Before Adelaide began her quest, she found an article from a 1913 Montana newspaper, a testimonial of a “lone woman” who had a flourishing homestead, and called Montana, “a land of unlimited opportunities”. This became Adelaide’s lifeline of hope. She arrives in Seattle, finds a real estate salesman, and stakes her homestead claim for a property near Big Sandy, Montana.
The Homestead Act of 1862 stated that any United States citizen who had never borne arms against the U.S. Government could claim 160 acres of land, if they stayed on the land for five years and improved it. This act did not exclude women or people of different races enabling many a chance they had previously never dreamed of.

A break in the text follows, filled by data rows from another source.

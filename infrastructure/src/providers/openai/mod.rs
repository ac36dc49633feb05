//! OpenAI-compatible chat completions provider

mod gateway;
mod session;
pub mod types;

pub use gateway::{OpenAiGateway, OpenAiSettings};
pub use session::OpenAiSession;
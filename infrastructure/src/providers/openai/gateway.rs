//! OpenAI-compatible LLM gateway
//!
//! Works with any server exposing `POST {base_url}/chat/completions`
//! (OpenAI, Azure-style proxies, Ollama, vLLM, ...).

use super::session::OpenAiSession;
use async_trait::async_trait;
use std::sync::Arc;
use std::time::Duration;
use taskforce_application::ports::llm_gateway::{GatewayError, LlmGateway, LlmSession};
use taskforce_domain::ModelInfo;
use tracing::info;

/// Shared HTTP client and request settings for all sessions
pub struct OpenAiClient {
    pub(super) http: reqwest::Client,
    pub(super) base_url: String,
    pub(super) api_key: Option<String>,
    pub(super) model: ModelInfo,
    pub(super) temperature: Option<f32>,
    pub(super) max_tokens: Option<u32>,
}

impl OpenAiClient {
    pub(super) fn completions_url(&self) -> String {
        format!("{}/chat/completions", self.base_url.trim_end_matches('/'))
    }
}

/// Builder-style settings for [`OpenAiGateway`]
#[derive(Debug, Clone)]
pub struct OpenAiSettings {
    pub base_url: String,
    pub api_key: Option<String>,
    pub timeout: Duration,
    pub temperature: Option<f32>,
    pub max_tokens: Option<u32>,
}

impl Default for OpenAiSettings {
    fn default() -> Self {
        Self {
            base_url: "https://api.openai.com/v1".to_string(),
            api_key: None,
            timeout: Duration::from_secs(120),
            temperature: None,
            max_tokens: None,
        }
    }
}

pub struct OpenAiGateway {
    client: Arc<OpenAiClient>,
}

impl OpenAiGateway {
    pub fn new(model: ModelInfo, settings: OpenAiSettings) -> Result<Self, GatewayError> {
        let http = reqwest::Client::builder()
            .timeout(settings.timeout)
            .user_agent(concat!("taskforce/", env!("CARGO_PKG_VERSION")))
            .build()
            .map_err(|e| GatewayError::ConnectionError(format!("HTTP client: {}", e)))?;

        info!(model = %model, base_url = %settings.base_url, "OpenAI-compatible gateway ready");
        Ok(Self {
            client: Arc::new(OpenAiClient {
                http,
                base_url: settings.base_url,
                api_key: settings.api_key,
                model,
                temperature: settings.temperature,
                max_tokens: settings.max_tokens,
            }),
        })
    }
}

#[async_trait]
impl LlmGateway for OpenAiGateway {
    fn model_info(&self) -> &ModelInfo {
        &self.client.model
    }

    async fn create_session(&self) -> Result<Box<dyn LlmSession>, GatewayError> {
        Ok(Box::new(OpenAiSession::new(self.client.clone(), None)))
    }

    async fn create_session_with_system_prompt(
        &self,
        system_prompt: &str,
    ) -> Result<Box<dyn LlmSession>, GatewayError> {
        Ok(Box::new(OpenAiSession::new(
            self.client.clone(),
            Some(system_prompt),
        )))
    }
}

#[cfg(test)]
mod tests {
    use super::*;

    #[test]
    fn test_completions_url_trims_slash() {
        let gateway = OpenAiGateway::new(
            ModelInfo::new("llama3", "ollama"),
            OpenAiSettings {
                base_url: "http://localhost:11434/v1/".to_string(),
                ..Default::default()
            },
        )
        .unwrap();
        assert_eq!(
            gateway.client.completions_url(),
            "http://localhost:11434/v1/chat/completions"
        );
        assert_eq!(gateway.model_info().provider, "ollama");
    }

    #[tokio::test]
    async fn test_unreachable_server_is_connection_error() {
        let gateway = OpenAiGateway::new(
            ModelInfo::new("gpt-4o", "openai"),
            OpenAiSettings {
                // port 9 (discard) is closed on test machines
                base_url: "http://127.0.0.1:9/v1".to_string(),
                timeout: Duration::from_secs(5),
                ..Default::default()
            },
        )
        .unwrap();
        let session = gateway.create_session().await.unwrap();
        let err = session.send("hello").await.unwrap_err();
        assert!(matches!(
            err,
            GatewayError::ConnectionError(_) | GatewayError::RequestFailed(_) | GatewayError::Timeout
        ));
    }
}
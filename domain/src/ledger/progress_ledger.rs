//! Progress ledger: the coordinator's per-cycle self-assessment.

use serde::{Deserialize, Serialize};

/// One ledger judgment together with the reason given for it.
#[derive(Debug, Clone, PartialEq, Eq, Serialize, Deserialize)]
pub struct LedgerAnswer<T> {
    pub answer: T,
    #[serde(default)]
    pub reason: String,
}

impl<T> LedgerAnswer<T> {
    pub fn new(answer: T, reason: impl Into<String>) -> Self {
        Self {
            answer,
            reason: reason.into(),
        }
    }
}

/// Recomputed every cycle; stamped with the plan version it was evaluated against.
#[derive(Debug, Clone, PartialEq, Eq, Serialize, Deserialize)]
pub struct ProgressLedger {
    pub is_request_satisfied: LedgerAnswer<bool>,
    pub is_progress_being_made: LedgerAnswer<bool>,
    pub is_in_loop: LedgerAnswer<bool>,
    pub next_speaker: LedgerAnswer<String>,
    pub instruction_or_question: LedgerAnswer<String>,
    pub plan_version: u32,
}

impl ProgressLedger {
    pub fn is_complete(&self) -> bool {
        self.is_request_satisfied.answer
    }

    pub fn is_making_progress(&self) -> bool {
        self.is_progress_being_made.answer
    }

    pub fn is_looping(&self) -> bool {
        self.is_in_loop.answer
    }

    pub fn next_speaker(&self) -> &str {
        self.next_speaker.answer.trim()
    }

    pub fn instruction(&self) -> &str {
        &self.instruction_or_question.answer
    }

    /// Whether this assessment alone counts as a stall.
    pub fn signals_stall(&self) -> bool {
        !self.is_making_progress() || self.is_looping()
    }

    /// Re-stamp with a different plan version
    pub fn stamped(mut self, plan_version: u32) -> Self {
        self.plan_version = plan_version;
        self
    }
}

Adelaide arrives in Big Sandy, population around 500, a much larger concentration of people than in the area she was from, but somehow it all seemed smaller, “the flat expanses of Montana had floored her as she scanned the state from the train”.
As her homesteading journey begins, Adelaide meets friends and foes. She is brought to the realization that if she wants to lead a different life than the one she previously had with her parents, she has to open up and trust her new-found friends, other “lone women” who are trying to make their own lives in a harsh society and landscape. Montana is an environment that, as one character accurately states, “This land is trying to kill every single one of us.”

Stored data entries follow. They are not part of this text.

//! Model information advertised by a reasoning client.
//!
//! The coordinator does not care which vendor sits behind the gateway, but it
//! does care whether the client can see images, call functions and emit
//! structured JSON. [`ModelInfo`] carries those flags so roster assembly can
//! warn about weaker clients.

use serde::{Deserialize, Serialize};

/// A capability the coordinator expects from its reasoning client.
#[derive(Debug, Clone, Copy, PartialEq, Eq, Hash, PartialOrd, Ord, Serialize, Deserialize)]
#[serde(rename_all = "snake_case")]
pub enum ClientCapability {
    Vision,
    FunctionCalling,
    JsonOutput,
}

impl ClientCapability {
    /// Capabilities the full roster relies on.
    pub const REQUIRED: [ClientCapability; 3] = [
        ClientCapability::Vision,
        ClientCapability::FunctionCalling,
        ClientCapability::JsonOutput,
    ];

    pub fn as_str(&self) -> &'static str {
        match self {
            ClientCapability::Vision => "vision",
            ClientCapability::FunctionCalling => "function_calling",
            ClientCapability::JsonOutput => "json_output",
        }
    }
}

impl std::fmt::Display for ClientCapability {
    fn fmt(&self, f: &mut std::fmt::Formatter<'_>) -> std::fmt::Result {
        write!(f, "{}", self.as_str())
    }
}

/// Capability flags for a model
#[derive(Debug, Clone, Copy, PartialEq, Eq, Default, Serialize, Deserialize)]
#[serde(default)]
pub struct ModelCapabilities {
    pub vision: bool,
    pub function_calling: bool,
    pub json_output: bool,
}

impl ModelCapabilities {
    /// All capabilities enabled
    pub fn full() -> Self {
        Self {
            vision: true,
            function_calling: true,
            json_output: true,
        }
    }

    pub fn supports(&self, capability: ClientCapability) -> bool {
        match capability {
            ClientCapability::Vision => self.vision,
            ClientCapability::FunctionCalling => self.function_calling,
            ClientCapability::JsonOutput => self.json_output,
        }
    }

    /// Required capabilities this client does not advertise, in canonical order.
    pub fn missing_required(&self) -> Vec<ClientCapability> {
        ClientCapability::REQUIRED
            .into_iter()
            .filter(|cap| !self.supports(*cap))
            .collect()
    }
}

/// Identity and capabilities of the model behind a gateway
#[derive(Debug, Clone, PartialEq, Eq, Serialize, Deserialize)]
pub struct ModelInfo {
    /// Model identifier sent to the provider (e.g. "gpt-4o")
    pub name: String,
    /// Provider name (e.g. "openai", "azure", "ollama")
    pub provider: String,
    /// Model family, recorded with experiment results
    pub family: String,
    pub capabilities: ModelCapabilities,
}

impl ModelInfo {
    pub fn new(name: impl Into<String>, provider: impl Into<String>) -> Self {
        let name = name.into();
        Self {
            family: name.clone(),
            name,
            provider: provider.into(),
            capabilities: ModelCapabilities::default(),
        }
    }

    pub fn with_family(mut self, family: impl Into<String>) -> Self {
        self.family = family.into();
        self
    }

    pub fn with_capabilities(mut self, capabilities: ModelCapabilities) -> Self {
        self.capabilities = capabilities;
        self
    }

    /// Whether the provider is one the roster is tuned for.
    pub fn is_preferred_provider(&self) -> bool {
        matches!(self.provider.as_str(), "openai" | "azure")
    }
}

impl std::fmt::Display for ModelInfo {
    fn fmt(&self, f: &mut std::fmt::Formatter<'_>) -> std::fmt::Result {
        write!(f, "{}/{}", self.provider, self.name)
    }
}
//! Use cases
//!
//! Application-level operations that orchestrate domain logic.

pub mod assemble_roster;
pub mod run_orchestrator;
pub(crate) mod shared;
//! Reasoning client configuration from TOML (`[model]` section)

use serde::{Deserialize, Serialize};
use taskforce_domain::{ModelCapabilities, ModelInfo};

/// Raw model configuration from TOML
///
/// # Example
///
/// ```toml
/// [model]
/// name = "gpt-4o"
/// provider = "openai"
/// base_url = "https://api.openai.com/v1"
/// api_key_env = "OPENAI_API_KEY"
/// ```
#[derive(Debug, Clone, PartialEq, Serialize, Deserialize)]
#[serde(default)]
pub struct FileModelConfig {
    pub name: String,
    pub provider: String,
    /// Model family recorded in execution records (defaults to `name`)
    pub family: Option<String>,
    /// Base URL of an OpenAI-compatible chat completions API
    pub base_url: String,
    /// Environment variable holding the API key
    pub api_key_env: String,
    /// Direct API key (not recommended; use the env var instead)
    pub api_key: Option<String>,
    pub temperature: Option<f32>,
    pub max_tokens: Option<u32>,
    /// Per-request timeout for the HTTP client
    pub timeout_seconds: u64,
    pub vision: bool,
    pub function_calling: bool,
    pub json_output: bool,
}

impl Default for FileModelConfig {
    fn default() -> Self {
        Self {
            name: "gpt-4o".to_string(),
            provider: "openai".to_string(),
            family: None,
            base_url: "https://api.openai.com/v1".to_string(),
            api_key_env: "OPENAI_API_KEY".to_string(),
            api_key: None,
            temperature: None,
            max_tokens: None,
            timeout_seconds: 120,
            vision: true,
            function_calling: true,
            json_output: true,
        }
    }
}

impl FileModelConfig {
    /// What the configured client advertises about itself.
    pub fn to_model_info(&self) -> ModelInfo {
        ModelInfo::new(self.name.trim(), self.provider.trim())
            .with_family(self.family.as_deref().unwrap_or(self.name.trim()))
            .with_capabilities(ModelCapabilities {
                vision: self.vision,
                function_calling: self.function_calling,
                json_output: self.json_output,
            })
    }

    /// API key from `api_key`, falling back to the `api_key_env` variable.
    pub fn resolve_api_key(&self) -> Option<String> {
        self.api_key
            .clone()
            .filter(|k| !k.is_empty())
            .or_else(|| std::env::var(&self.api_key_env).ok())
            .filter(|k| !k.is_empty())
    }
}
//! Logging infrastructure: structured run transcripts.
//!
//! Provides [`JsonlConversationLogger`], a JSONL file writer that implements
//! the [`ConversationLogger`](taskforce_application::ConversationLogger) port.

mod jsonl_logger;

pub use jsonl_logger::JsonlConversationLogger;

As the story unfolds, the eerie suspense and horror elements build until finally in one swift and ferocious scene you learn the secret that Adelaide and her parents had been keeping. Other characters have been keeping some pretty dark secrets as well. With time they come to light and help to draw all the threads of the plot together.
All of Victor Lavalle’s characters in this novel are vibrantly brought to life; you feel as if you know these people. Adelaide herself is a complex, intricately drawn character. She is multifaceted, and three dimensional. Her frailties, growth, and truth are personal and unique, yet in many ways universal. Adelaide’s family’s secret brought so much shame and isolation on her that she wonders about what she calls her curse “Maybe the silence is the worst part of this suffering.”

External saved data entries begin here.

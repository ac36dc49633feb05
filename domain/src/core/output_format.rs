//! Output format value object

use serde::{Deserialize, Serialize};
use std::str::FromStr;

/// How a finished run is printed
#[derive(Debug, Clone, Copy, PartialEq, Eq, Default, Serialize, Deserialize)]
#[serde(rename_all = "lowercase")]
pub enum OutputFormat {
    /// Final answer only (default)
    #[default]
    Answer,
    /// Answer plus ledgers, transcript and diagnostics
    Full,
    /// The whole run output as JSON
    Json,
}

impl FromStr for OutputFormat {
    type Err = String;

    fn from_str(s: &str) -> Result<Self, Self::Err> {
        match s.trim().to_ascii_lowercase().as_str() {
            "answer" | "text" => Ok(Self::Answer),
            "full" => Ok(Self::Full),
            "json" => Ok(Self::Json),
            other => Err(format!("unknown output format '{}'", other)),
        }
    }
}

#[cfg(test)]
mod tests {
    use super::*;

    #[test]
    fn test_default_is_answer() {
        assert_eq!(OutputFormat::default(), OutputFormat::Answer);
    }

    #[test]
    fn test_deserialize_lowercase() {
        let format: OutputFormat = serde_json::from_str("\"json\"").unwrap();
        assert_eq!(format, OutputFormat::Json);
        assert_eq!("TEXT".parse::<OutputFormat>(), Ok(OutputFormat::Answer));
        assert!("yaml".parse::<OutputFormat>().is_err());
    }
}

The author does a superb job of bringing the landscape to life as well. From the wind being a nearly living thing, through most of the seasons in this part of Montana, the way it can wear a person down, to the deadly cold, and the relentless, parching heat in the summer. I loved the factual details spread throughout the story, such as the kilns at Glendale, MT. You can still see them today as part of the little that remains of the once booming silver mine area.
From page one I was drawn into the story, and my interest never waned throughout the book. This novel does not fit into one genre smoothly. It has horror and elements of magical realism, while being a work of western historical fiction, and yet it could be said that Lone Women is a tale of friendship and resilience. The author is a master storyteller, with depth and skill.
I will not soon forget Adelaide and her friends, the lone women, who lived their lives on their own terms.